Structure of an A-form RNA duplex obtained by degradation of 6S RNA in a crystallization droplet

Jiro Kondo a,*, Anne-Catherine Dock-Bregeon b, Dagmar K Willkomm c, Roland K Hartmann d, Eric Westhof e
PMCID: PMC3668581  PMID: 23722840

The crystal structure of an A-form RNA duplex obtained by degradation of 6S RNA in a crystallization droplet has been solved. The role of a ribose-zipper motif in the intermolecular packing is presented.

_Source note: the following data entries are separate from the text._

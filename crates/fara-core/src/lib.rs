//! # fara-core — Foundational Types for the Execution Governor
//!
//! Every other crate in the workspace depends on `fara-core`; it depends on
//! nothing internal.
//!
//! ## Key Design Principles
//!
//! 1. **`CanonicalBytes` newtype.** ALL digest/pattern-matching computation
//!    over params/context flows through `CanonicalBytes::new()`. No raw
//!    `serde_json::to_vec()`. This prevents policy matching or audit
//!    hash-chaining from drifting between two slightly different
//!    serializations of the same logical value.
//!
//! 2. **UTC-only timestamps.** The `Timestamp` type enforces UTC with Z
//!    suffix and seconds precision.
//!
//! 3. **`sha256_digest()` accepts only `&CanonicalBytes`.** Compile-time
//!    enforcement that all digest paths flow through canonicalization.
//!
//! ## Crate Policy
//!
//! - No dependencies on other `fara-*` crates (leaf of the DAG).
//! - No `unsafe` code.
//! - No `panic!()` or `.unwrap()` outside tests.

pub mod canonical;
pub mod digest;
pub mod error;
pub mod model;
pub mod temporal;
pub mod transition;

pub use canonical::CanonicalBytes;
pub use digest::{sha256_digest, sha256_hex, ContentDigest, DigestAlgorithm};
pub use error::{CanonicalizationError, GovernorError};
pub use model::{Action, ActionEvent, Decision, RiskLevel, Status};
pub use temporal::Timestamp;
pub use transition::validate_transition;
//! # Content Digest — SHA-256 over Canonical Bytes
//!
//! Defines `ContentDigest`/`DigestAlgorithm` and the `sha256_digest()` /
//! `sha256_hex()` functions used for policy-version stamping and the
//! optional tamper-evident event hash chain (spec §3, ActionEvent).
//!
//! `sha256_digest()` accepts only `&CanonicalBytes`, so it is a compile
//! error to hash anything that hasn't gone through canonicalization first.

use serde::{Deserialize, Serialize};
use sha2::{Digest, Sha256};

use crate::canonical::CanonicalBytes;

/// The hash algorithm used to produce a content digest. SHA-256 is the only
/// algorithm in use; the tag exists so a future algorithm addition doesn't
/// require a wire-format break.
#[derive(Debug, Clone, Copy, PartialEq, Eq, Hash, Serialize, Deserialize)]
pub enum DigestAlgorithm {
    Sha256,
}

/// A content-addressed digest with its algorithm tag.
#[derive(Debug, Clone, PartialEq, Eq, Hash, Serialize, Deserialize)]
pub struct ContentDigest {
    pub algorithm: DigestAlgorithm,
    pub bytes: [u8; 32],
}

impl ContentDigest {
    pub fn new(algorithm: DigestAlgorithm, bytes: [u8; 32]) -> Self {
        Self { algorithm, bytes }
    }

    /// Render the digest as a lowercase hex string.
    pub fn to_hex(&self) -> String {
        self.bytes.iter().map(|b| format!("{b:02x}")).collect()
    }
}

impl std::fmt::Display for ContentDigest {
    fn fmt(&self, f: &mut std::fmt::Formatter<'_>) -> std::fmt::Result {
        write!(
            f,
            "{}:{}",
            match self.algorithm {
                DigestAlgorithm::Sha256 => "sha256",
            },
            self.to_hex()
        )
    }
}

/// Compute a SHA-256 content digest from canonical bytes.
pub fn sha256_digest(data: &CanonicalBytes) -> ContentDigest {
    let hash = Sha256::digest(data.as_bytes());
    let mut bytes = [0u8; 32];
    bytes.copy_from_slice(&hash);
    ContentDigest::new(DigestAlgorithm::Sha256, bytes)
}

/// Compute a SHA-256 hex string from canonical bytes. Used directly for
/// `policy_version = H(source_text)` and for event hash chaining.
pub fn sha256_hex(data: &CanonicalBytes) -> String {
    sha256_digest(data).to_hex()
}
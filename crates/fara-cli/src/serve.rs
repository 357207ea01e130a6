//! `fara serve` — boots the HTTP service.

use clap::Args;

#[derive(Args, Debug)]
pub struct ServeArgs {}

pub async fn run(_args: ServeArgs) -> anyhow::Result<()> {
    let settings = fara_api::Settings::from_env();
    fara_api::run(settings).await
}
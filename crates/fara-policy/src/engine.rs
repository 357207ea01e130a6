//! The Policy Engine (spec §4.2): `load()` + `evaluate()`.

use std::sync::RwLock;

use fara_core::{Decision, GovernorError, RiskLevel};
use serde_json::{Map, Value};

use crate::file;
use crate::r#match::matches;
use crate::types::Policy;

const NO_MATCHING_RULE_REASON: &str = "no matching policy rule";

/// Holds the currently active `Policy` behind a lock so `load()` can swap
/// it atomically while `evaluate()` calls proceed concurrently. Evaluation
/// itself never performs I/O and never blocks on anything but this lock,
/// which is held only long enough to clone the rule vectors it needs.
pub struct PolicyEngine {
    policy: RwLock<Policy>,
}

impl PolicyEngine {
    /// Load a policy document's source text directly.
    pub fn load(source_text: &str) -> Result<Self, GovernorError> {
        let policy = file::parse(source_text)?;
        Ok(Self { policy: RwLock::new(policy) })
    }

    /// Load from a policy file path. If the file does not exist, starts
    /// with an empty ruleset (every action falls through to the
    /// default-deny rule) rather than failing process startup — the
    /// governor should boot even with a misconfigured or not-yet-created
    /// policy file, the same way it tolerates an unreachable networked
    /// storage backend.
    pub fn from_file(path: &std::path::Path) -> Result<Self, GovernorError> {
        match std::fs::read_to_string(path) {
            Ok(text) => Self::load(&text),
            Err(_) => {
                tracing::warn!(path = %path.display(), "policy file not found, starting with an empty (default-deny) ruleset");
                Self::load("")
            }
        }
    }

    /// Replace the active policy in place. `version` is recomputed; readers
    /// in flight see either the old or the new policy atomically, never a
    /// partial mix.
    pub fn reload(&self, source_text: &str) -> Result<(), GovernorError> {
        let policy = file::parse(source_text)?;
        let mut guard = self.policy.write().expect("policy lock poisoned");
        *guard = policy;
        Ok(())
    }

    /// The content-hash version of the currently loaded policy.
    pub fn policy_version(&self) -> String {
        self.policy.read().expect("policy lock poisoned").version.clone()
    }

    /// Evaluate `(tool, operation, params, context)` against the active
    /// policy. Pure: no I/O, never blocks beyond the read lock above.
    pub fn evaluate(
        &self,
        tool: &str,
        operation: &str,
        params: &Map<String, Value>,
        context: &Map<String, Value>,
    ) -> (Decision, String, RiskLevel) {
        let policy = self.policy.read().expect("policy lock poisoned");

        let risk_level = policy
            .risk_rules
            .iter()
            .filter(|rule| matches(&rule.when, tool, operation, params, context))
            .map(|rule| rule.risk_level)
            .max()
            .unwrap_or_default();

        let (mut decision, mut reason) = (Decision::Deny, NO_MATCHING_RULE_REASON.to_string());
        for rule in &policy.rules {
            if matches(&rule.match_spec, tool, operation, params, context) {
                decision = rule.effect;
                reason = rule
                    .description
                    .clone()
                    .unwrap_or_else(|| format!("matched rule: {:?}", rule.effect));
                break;
            }
        }

        // Risk override: high-risk allows always require a human (spec §4.2 step 4).
        if decision == Decision::Allow && risk_level == RiskLevel::High {
            decision = Decision::RequireApproval;
            reason = format!("{reason} (escalated: risk_level=high)");
        }

        (decision, reason, risk_level)
    }
}

#[cfg(test)]
mod tests {
    use super::*;
    use serde_json::json;

    fn map(v: Value) -> Map<String, Value> {
        v.as_object().unwrap().clone()
    }

    #[test]
    fn default_deny_when_no_rule_matches() {
        let engine = PolicyEngine::load("rules: []").unwrap();
        let (decision, reason, risk) = engine.evaluate("unknown", "do", &map(json!({})), &map(json!({})));
        assert_eq!(decision, Decision::Deny);
        assert_eq!(reason, NO_MATCHING_RULE_REASON);
        assert_eq!(risk, RiskLevel::Low);
    }

    #[test]
    fn first_matching_rule_wins() {
        let yaml = r#"
rules:
  - match: { tool: "http", op: "*" }
    allow: true
    description: "allow all http"
  - match: { tool: "*", op: "*" }
    deny: true
"#;
        let engine = PolicyEngine::load(yaml).unwrap();
        let (decision, reason, _) = engine.evaluate("http", "get", &map(json!({})), &map(json!({})));
        assert_eq!(decision, Decision::Allow);
        assert_eq!(reason, "allow all http");
    }

    #[test]
    fn high_risk_escalates_allow_to_require_approval() {
        let yaml = r#"
rules:
  - match: { tool: "shell", op: "*" }
    allow: true
risk:
  rules:
    - when: { tool: "shell", pattern: "rm -rf" }
      risk_level: high
"#;
        let engine = PolicyEngine::load(yaml).unwrap();
        let (decision, _, risk) = engine.evaluate("shell", "run", &map(json!({"cmd": "rm -rf /tmp"})), &map(json!({})));
        assert_eq!(decision, Decision::RequireApproval);
        assert_eq!(risk, RiskLevel::High);
    }

    #[test]
    fn reload_with_identical_content_yields_same_version() {
        let source = "rules: []";
        let engine = PolicyEngine::load(source).unwrap();
        let v1 = engine.policy_version();
        engine.reload(source).unwrap();
        let v2 = engine.policy_version();
        assert_eq!(v1, v2);
    }

    #[test]
    fn reload_with_different_content_changes_version() {
        let engine = PolicyEngine::load("rules: []").unwrap();
        let v1 = engine.policy_version();
        engine
            .reload(r#"rules: [{match: {tool: "*"}, allow: true}]"#)
            .unwrap();
        let v2 = engine.policy_version();
        assert_ne!(v1, v2);
    }

    #[test]
    fn evaluation_is_pure_and_deterministic() {
        let engine = PolicyEngine::load(r#"rules: [{match: {tool: "http"}, allow: true}]"#).unwrap();
        let params = map(json!({"url": "https://example.com"}));
        let a = engine.evaluate("http", "get", &params, &map(json!({})));
        let b = engine.evaluate("http", "get", &params, &map(json!({})));
        assert_eq!(a, b);
    }
}
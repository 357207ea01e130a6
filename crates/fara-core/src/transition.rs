//! # Transition Validation — Runtime State Machine Guard
//!
//! `validate_transition` enforces the edges of the action lifecycle state
//! machine (spec §4.3) against an action whose status was just read from
//! storage. This is the same "Dyn enum + fallible transition" shape used
//! elsewhere in the codebase for persisted, reloadable state machines:
//! the legal pairs are a hardcoded `matches!` set, and anything else is
//! rejected rather than silently coerced.
//!
//! Guards that depend on more than `(from, to)` — the decision/risk_level
//! split out of `pending_decision`, approval token validity — are the
//! Lifecycle Coordinator's responsibility; this function only answers
//! "is this edge in the graph at all".

use crate::model::Status;

/// Returns `true` if `to` is a legal next status for an action currently at
/// `from`.
pub fn validate_transition(from: Status, to: Status) -> bool {
    use Status::*;
    matches!(
        (from, to),
        (PendingDecision, Allowed)
            | (PendingDecision, Denied)
            | (PendingDecision, PendingApproval)
            | (PendingApproval, Approved)
            | (PendingApproval, Denied)
            | (Allowed, Executing)
            | (Approved, Executing)
            | (Executing, Succeeded)
            | (Executing, Failed)
            | (Executing, Timeout)
    )
}

#[cfg(test)]
mod tests {
    use super::*;
    use Status::*;

    #[test]
    fn allow_path_is_legal() {
        assert!(validate_transition(PendingDecision, Allowed));
        assert!(validate_transition(Allowed, Executing));
        assert!(validate_transition(Executing, Succeeded));
    }

    #[test]
    fn approval_path_is_legal() {
        assert!(validate_transition(PendingDecision, PendingApproval));
        assert!(validate_transition(PendingApproval, Approved));
        assert!(validate_transition(Approved, Executing));
    }

    #[test]
    fn terminal_states_accept_no_further_transitions() {
        for terminal in [Denied, Succeeded, Failed, Timeout] {
            for to in [Allowed, Denied, PendingApproval, Approved, Executing, Succeeded, Failed, Timeout] {
                assert!(!validate_transition(terminal, to), "{terminal:?} -> {to:?} should be illegal");
            }
        }
    }

    #[test]
    fn start_from_pending_decision_is_illegal() {
        assert!(!validate_transition(PendingDecision, Executing));
    }

    #[test]
    fn approving_an_already_approved_action_is_illegal() {
        assert!(!validate_transition(Approved, Approved));
    }
}
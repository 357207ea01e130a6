//! Canonicalization conformance vectors.
//!
//! `fara-policy`'s `version = H(source_text)` and any future event hash
//! chain both depend on `CanonicalBytes` producing a stable, JCS-style byte
//! sequence (sorted object keys, no insignificant whitespace) regardless of
//! how the input was constructed. These vectors pin that byte sequence down
//! so a future change to `canonical.rs` can't silently drift it.

use fara_core::{sha256_digest, sha256_hex, CanonicalBytes};

fn canonical_str(data: &impl serde::Serialize) -> String {
    let cb = CanonicalBytes::new(data).expect("canonicalization should succeed");
    std::str::from_utf8(cb.as_bytes()).unwrap().to_string()
}

#[test]
fn object_keys_are_sorted() {
    let data = serde_json::json!({"b": 2, "a": 1, "c": "hello"});
    assert_eq!(canonical_str(&data), r#"{"a":1,"b":2,"c":"hello"}"#);
}

#[test]
fn nested_object_keys_sort_recursively() {
    let data = serde_json::json!({
        "outer": {"z": 1, "a": 2},
        "inner": {"m": [3, 2, 1], "b": true}
    });
    assert_eq!(canonical_str(&data), r#"{"inner":{"b":true,"m":[3,2,1]},"outer":{"a":2,"z":1}}"#);
}

#[test]
fn array_element_order_is_preserved() {
    let data = serde_json::json!([3, 2, 1]);
    assert_eq!(canonical_str(&data), "[3,2,1]");
}

#[test]
fn empty_containers_round_trip() {
    assert_eq!(canonical_str(&serde_json::json!({})), "{}");
    assert_eq!(canonical_str(&serde_json::json!([])), "[]");
}

#[test]
fn booleans_and_null() {
    let data = serde_json::json!({"flag": true, "nope": false, "nothing": null});
    assert_eq!(canonical_str(&data), r#"{"flag":true,"nope":false,"nothing":null}"#);
}

#[test]
fn negative_and_large_integers() {
    let data = serde_json::json!({"neg": -42, "zero": 0, "big": 9999999999i64, "small": 1});
    assert_eq!(canonical_str(&data), r#"{"big":9999999999,"neg":-42,"small":1,"zero":0}"#);
}

#[test]
fn deep_nesting() {
    let data = serde_json::json!({"level1": {"level2": {"level3": {"value": "deep"}}}});
    assert_eq!(canonical_str(&data), r#"{"level1":{"level2":{"level3":{"value":"deep"}}}}"#);
}

#[test]
fn mixed_array_of_types() {
    let data = serde_json::json!([1, "two", true, null, {"k": "v"}]);
    assert_eq!(canonical_str(&data), r#"[1,"two",true,null,{"k":"v"}]"#);
}

#[test]
fn identical_logical_values_hash_identically_regardless_of_key_order() {
    let a = serde_json::json!({"tool": "shell", "op": "run"});
    let b = serde_json::json!({"op": "run", "tool": "shell"});
    let ha = sha256_hex(&CanonicalBytes::new(&a).unwrap());
    let hb = sha256_hex(&CanonicalBytes::new(&b).unwrap());
    assert_eq!(ha, hb);
}

#[test]
fn digest_and_hex_agree() {
    let data = serde_json::json!({"a": 1});
    let cb = CanonicalBytes::new(&data).unwrap();
    assert_eq!(sha256_digest(&cb).to_hex(), sha256_hex(&cb));
}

Keywords: A-form RNA, 6S RNA, RNA degradation

Abstract

In the course of a crystallographic study of a 132 nt variant of Aquifex aeolicus 6S RNA, a crystal structure of an A-form RNA duplex containing 12 base pairs was solved at a resolution of 2.6 Å. In fact, the RNA duplex is part of the 6S RNA and was obtained by accidental but precise degradation of the 6S RNA in a crystallization droplet. 6S RNA degradation was confirmed by microscopic observation of crystals and gel electrophoresis of crystallization droplets. The RNA oligomers obtained form regular A-form duplexes containing three GoU wobble-type base pairs, one of which engages in intermolecular contacts through a ribose-zipper motif at the crystal-packing interface.

1. Introduction  

Crystal structures of large RNAs such as ribosomal subunits of bacteria (Wimberly et al., 2000; Ban et al., 2000; Yusupov et al., 2001; Harms et al., 2001) and eukaryotes (Ben-Shem et al., 2010; Rabl et al., 2011; Klinge et al., 2011), RNase P (Torres-Larios et al., 2005; Reiter et al., 2010), group I (Adams et al., 2004; Golden et al., 2005; Stahley & Strobel, 2005) and group II (Toor et al., 2008) introns, ribozymes (Scott, 2007) and riboswitches (Edwards et al., 2007) have been solved in recent years. However, the crystallization of large RNAs is still a challenging task. The largest problem, shared not only by crystallographers but also by most RNA scientists, is the degradation of RNA by ribonucleases (RNases) in the environment and by spontaneous cleavage resulting from alkaline or metal-ion-induced hydrolysis.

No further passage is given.